**TASK PROMPT:**
Output, exactly as written, the lines of the data below from the one containing "tokio::time::sleep(Duration::from_secs(60)).await;" to the end.

**RECORDS FOR THE EXERCISE:**
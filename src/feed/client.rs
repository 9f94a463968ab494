// Feed API client — signed REST calls over reqwest.
//
// Covers the four endpoints the service needs: account lookup, the user
// timeline, repost and un-repost. Reads and reposts are paced by separate
// sliding-window limiters, since the API budgets them separately. Failed
// responses are classified into the FetchError / ActionError taxonomy here
// so the pipeline never sees HTTP.

use anyhow::{Context, Result};
use async_trait::async_trait;
use chrono::{DateTime, Utc};
use reqwest::header::AUTHORIZATION;
use reqwest::{Method, Response};
use serde::Deserialize;
use std::time::Duration;
use tracing::debug;

use super::auth::Credentials;
use super::error::{ActionError, FetchError};
use super::item::{FeedItem, MediaKind};
use super::rate_limit::{suggested_delay, RateLimitInfo, RateLimiter};
use super::traits::{Amplifier, FeedSource, MAX_PAGE_SIZE};

/// Default API root.
pub const DEFAULT_API_URL: &str = "https://api.twitter.com/1.1";

/// Remote error code: the item was already amplified by this account.
pub const CODE_ALREADY_AMPLIFIED: i64 = 327;

/// Remote error code: amplifying this item is not permitted.
pub const CODE_NOT_PERMITTED: i64 = 328;

/// Timestamp layout used by the API, e.g. `Wed Oct 10 20:19:24 +0000 2018`.
const TIMESTAMP_FORMAT: &str = "%a %b %d %H:%M:%S %z %Y";

/// Read budget (timeline, account lookup): 900 calls per 15 minutes.
const READS_PER_WINDOW: u32 = 900;
const READ_WINDOW: Duration = Duration::from_secs(15 * 60);

/// Repost budget: 300 calls per 3 hours, shared by repost and un-repost.
const ACTIONS_PER_WINDOW: u32 = 300;
const ACTION_WINDOW: Duration = Duration::from_secs(3 * 60 * 60);

/// Upper bound on any single HTTP request.
pub const REQUEST_TIMEOUT: Duration = Duration::from_secs(30);

/// HTTP client for the feed API.
pub struct ApiClient {
    client: reqwest::Client,
    base_url: String,
    credentials: Credentials,
    read_limiter: RateLimiter,
    action_limiter: RateLimiter,
}

impl ApiClient {
    /// Create a client for the given API root.
    pub fn new(base_url: &str, credentials: Credentials) -> Result<Self> {
        Self::with_timeout(base_url, credentials, REQUEST_TIMEOUT)
    }

    /// Same as `new`, with a custom per-request timeout.
    pub fn with_timeout(
        base_url: &str,
        credentials: Credentials,
        timeout: Duration,
    ) -> Result<Self> {
        let client = reqwest::Client::builder()
            .user_agent(concat!("amplifier/", env!("CARGO_PKG_VERSION")))
            .timeout(timeout)
            .build()
            .context("Failed to build HTTP client")?;

        Ok(Self {
            client,
            base_url: base_url.trim_end_matches('/').to_string(),
            credentials,
            read_limiter: RateLimiter::new(READS_PER_WINDOW, READ_WINDOW),
            action_limiter: RateLimiter::new(ACTIONS_PER_WINDOW, ACTION_WINDOW),
        })
    }

    /// Pace, sign and send one request. The signature covers `params`, so
    /// they are passed here rather than added to a builder afterwards.
    async fn send(
        &self,
        limiter: &RateLimiter,
        method: Method,
        url: &str,
        params: &[(&str, String)],
    ) -> reqwest::Result<Response> {
        limiter.acquire().await;
        let authorization = self.credentials.authorization(&method, url, params);
        self.client
            .request(method, url)
            .query(params)
            .header(AUTHORIZATION, authorization)
            .send()
            .await
    }

    /// Resolve an account handle (screen name) to its numeric id.
    pub async fn resolve_account(&self, handle: &str) -> Result<u64> {
        let url = format!("{}/users/show.json", self.base_url);
        let params = [
            ("screen_name", handle.to_string()),
            ("include_entities", "false".to_string()),
        ];

        let response = self
            .send(&self.read_limiter, Method::GET, &url, &params)
            .await
            .with_context(|| format!("Account lookup failed for @{handle}"))?;

        if !response.status().is_success() {
            let status = response.status();
            let body = response.text().await.unwrap_or_default();
            anyhow::bail!("Account lookup for @{handle} returned {status}: {body}");
        }

        let user: WireUser = response
            .json()
            .await
            .with_context(|| format!("Failed to decode account @{handle}"))?;
        Ok(user.id)
    }

    async fn post_action(&self, verb: &str, item_id: u64) -> Result<(), ActionError> {
        let url = format!("{}/statuses/{verb}/{item_id}.json", self.base_url);
        let params = [("trim_user", "true".to_string())];

        debug!(verb, item_id, "Action request");

        let response = self
            .send(&self.action_limiter, Method::POST, &url, &params)
            .await?;

        if response.status().is_success() {
            return Ok(());
        }

        let status = response.status().as_u16();
        let body = response.text().await.unwrap_or_default();
        Err(classify_action_error(status, &body))
    }
}

#[async_trait]
impl FeedSource for ApiClient {
    async fn fetch_page(
        &self,
        account_id: u64,
        max_id: Option<u64>,
        since_id: u64,
        count: u32,
    ) -> Result<Vec<FeedItem>, FetchError> {
        let url = format!("{}/statuses/user_timeline.json", self.base_url);

        let mut params: Vec<(&str, String)> = vec![
            ("user_id", account_id.to_string()),
            ("count", count.clamp(1, MAX_PAGE_SIZE).to_string()),
            ("trim_user", "true".to_string()),
            ("include_rts", "true".to_string()),
            ("exclude_replies", "false".to_string()),
            ("tweet_mode", "extended".to_string()),
        ];
        if since_id > 0 {
            params.push(("since_id", since_id.to_string()));
        }
        if let Some(max_id) = max_id {
            params.push(("max_id", max_id.to_string()));
        }

        debug!(account_id, ?max_id, since_id, count, "Timeline request");

        let response = self
            .send(&self.read_limiter, Method::GET, &url, &params)
            .await?;

        let status = response.status();
        if !status.is_success() {
            let info = RateLimitInfo::from_headers(response.headers());
            if let Some(retry_after) = suggested_delay(status.as_u16(), &info, Utc::now()) {
                return Err(FetchError::RateLimited {
                    status: status.as_u16(),
                    retry_after,
                });
            }
            let body = response.text().await.unwrap_or_default();
            return Err(FetchError::Status {
                status: status.as_u16(),
                body,
            });
        }

        let page: Vec<WireItem> = response
            .json()
            .await
            .map_err(|e| FetchError::Decode(e.to_string()))?;

        Ok(page.into_iter().map(FeedItem::from).collect())
    }
}

#[async_trait]
impl Amplifier for ApiClient {
    async fn amplify(&self, item_id: u64) -> Result<(), ActionError> {
        self.post_action("retweet", item_id).await
    }

    async fn unamplify(&self, item_id: u64) -> Result<(), ActionError> {
        self.post_action("unretweet", item_id).await
    }
}

/// Map a failed action response onto the soft/hard taxonomy.
///
/// The status code alone is not reliable (both soft cases come back as 403),
/// so the error codes in the body decide. A body that is not the expected
/// error envelope is a hard failure carrying the raw text.
pub fn classify_action_error(status: u16, body: &str) -> ActionError {
    let errors = serde_json::from_str::<WireErrorBody>(body)
        .map(|b| b.errors)
        .unwrap_or_default();

    if errors.iter().any(|e| e.code == CODE_ALREADY_AMPLIFIED) {
        return ActionError::AlreadyDone;
    }
    if errors.iter().any(|e| e.code == CODE_NOT_PERMITTED) {
        return ActionError::NotPermitted;
    }

    let message = errors
        .into_iter()
        .next()
        .map(|e| format!("{} (code {})", e.message, e.code))
        .unwrap_or_else(|| body.to_string());
    ActionError::Failed { status, message }
}

/// Parse an API timestamp, accepting RFC 3339 as well.
pub fn parse_timestamp(raw: &str) -> Option<DateTime<Utc>> {
    DateTime::parse_from_str(raw, TIMESTAMP_FORMAT)
        .or_else(|_| DateTime::parse_from_rfc3339(raw))
        .ok()
        .map(|t| t.with_timezone(&Utc))
}

// -- Serde types for the timeline --

/// A timeline entry as returned by `statuses/user_timeline`.
#[derive(Debug, Deserialize)]
pub struct WireItem {
    pub id: u64,
    pub created_at: String,
    #[serde(default)]
    pub full_text: Option<String>,
    #[serde(default)]
    pub text: Option<String>,
    #[serde(default)]
    pub retweeted_status: Option<WireReference>,
    #[serde(default)]
    pub quoted_status_id: Option<u64>,
    /// Whether the authenticated account has reposted this entry.
    #[serde(default)]
    pub retweeted: bool,
    #[serde(default)]
    pub entities: Option<WireEntities>,
    #[serde(default)]
    pub extended_entities: Option<WireEntities>,
}

/// Reference to a reposted original. Only the id is kept.
#[derive(Debug, Deserialize)]
pub struct WireReference {
    pub id: u64,
}

#[derive(Debug, Deserialize)]
pub struct WireEntities {
    #[serde(default)]
    pub media: Option<Vec<WireMedia>>,
}

#[derive(Debug, Deserialize)]
pub struct WireMedia {
    #[serde(rename = "type")]
    pub kind: String,
}

impl From<WireItem> for FeedItem {
    fn from(wire: WireItem) -> Self {
        let kinds = |media: Vec<WireMedia>| {
            media
                .iter()
                .map(|m| MediaKind::from_api(&m.kind))
                .collect::<Vec<_>>()
        };

        // Plain entities only count when they actually carry media.
        let media = wire
            .entities
            .and_then(|e| e.media)
            .filter(|m| !m.is_empty())
            .map(kinds);
        let extended_media = wire
            .extended_entities
            .map(|e| kinds(e.media.unwrap_or_default()));

        FeedItem {
            id: wire.id,
            created_at: parse_timestamp(&wire.created_at),
            text: wire.full_text.or(wire.text).unwrap_or_default(),
            reposted_id: wire.retweeted_status.map(|r| r.id),
            quoted_id: wire.quoted_status_id,
            media,
            extended_media,
            amplified_by_us: wire.retweeted,
        }
    }
}

#[derive(Deserialize)]
struct WireUser {
    id: u64,
}

#[derive(Deserialize)]
struct WireErrorBody {
    #[serde(default)]
    errors: Vec<WireError>,
}

#[derive(Deserialize)]
struct WireError {
    code: i64,
    #[serde(default)]
    message: String,
}

#[cfg(test)]
mod tests {
    use super::*;
    use std::time::Instant;
    use tokio::net::TcpListener;

    #[tokio::test]
    async fn test_stalled_server_times_out() {
        // Accepts the connection and never answers.
        let listener = TcpListener::bind("127.0.0.1:0").await.unwrap();
        let addr = listener.local_addr().unwrap();
        let server = tokio::spawn(async move {
            let (_socket, _) = listener.accept().await.unwrap();
            tokio::time::sleep(Duration::from_secs(60)).await;
        });

        let client = ApiClient::with_timeout(
            &format!("http://{addr}"),
            Credentials::Bearer("t".to_string()),
            Duration::from_millis(200),
        )
        .unwrap();

        let started = Instant::now();
        let result = client.resolve_account("someone").await;
        assert!(result.is_err());
        assert!(started.elapsed() < Duration::from_secs(10));

        server.abort();
    }

    #[tokio::test]
    async fn test_reads_do_not_spend_action_budget() {
        let client =
            ApiClient::new(DEFAULT_API_URL, Credentials::Bearer("t".to_string())).unwrap();
        for _ in 0..READS_PER_WINDOW {
            client.read_limiter.acquire().await;
        }

        // Read window is full; actions still go through right away.
        tokio::time::timeout(Duration::from_millis(500), client.action_limiter.acquire())
            .await
            .expect("action limiter should be independent of reads");
        assert!(
            tokio::time::timeout(Duration::from_millis(50), client.read_limiter.acquire())
                .await
                .is_err()
        );
    }

    #[test]
    fn test_default_timeout_is_bounded() {
        assert!(REQUEST_TIMEOUT > Duration::ZERO);
        assert!(REQUEST_TIMEOUT <= Duration::from_secs(60));
    }
}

**ANSWER BOX:**
            tokio::time::sleep(Duration::from_secs(60)).await;
        });

        let client = ApiClient::with_timeout(
            &format!("http://{addr}"),
            Credentials::Bearer("t".to_string()),
            Duration::from_millis(200),
        )
        .unwrap();

        let started = Instant::now();
        let result = client.resolve_account("someone").await;
        assert!(result.is_err());
        assert!(started.elapsed() < Duration::from_secs(10));

        server.abort();
    }

    #[tokio::test]
    async fn test_reads_do_not_spend_action_budget() {
        let client =
            ApiClient::new(DEFAULT_API_URL, Credentials::Bearer("t".to_string())).unwrap();
        for _ in 0..READS_PER_WINDOW {
            client.read_limiter.acquire().await;
        }

        // Read window is full; actions still go through right away.
        tokio::time::timeout(Duration::from_millis(500), client.action_limiter.acquire())
            .await
            .expect("action limiter should be independent of reads");
        assert!(
            tokio::time::timeout(Duration::from_millis(50), client.read_limiter.acquire())
                .await
                .is_err()
        );
    }

    #[test]
    fn test_default_timeout_is_bounded() {
        assert!(REQUEST_TIMEOUT > Duration::ZERO);
        assert!(REQUEST_TIMEOUT <= Duration::from_secs(60));
    }
}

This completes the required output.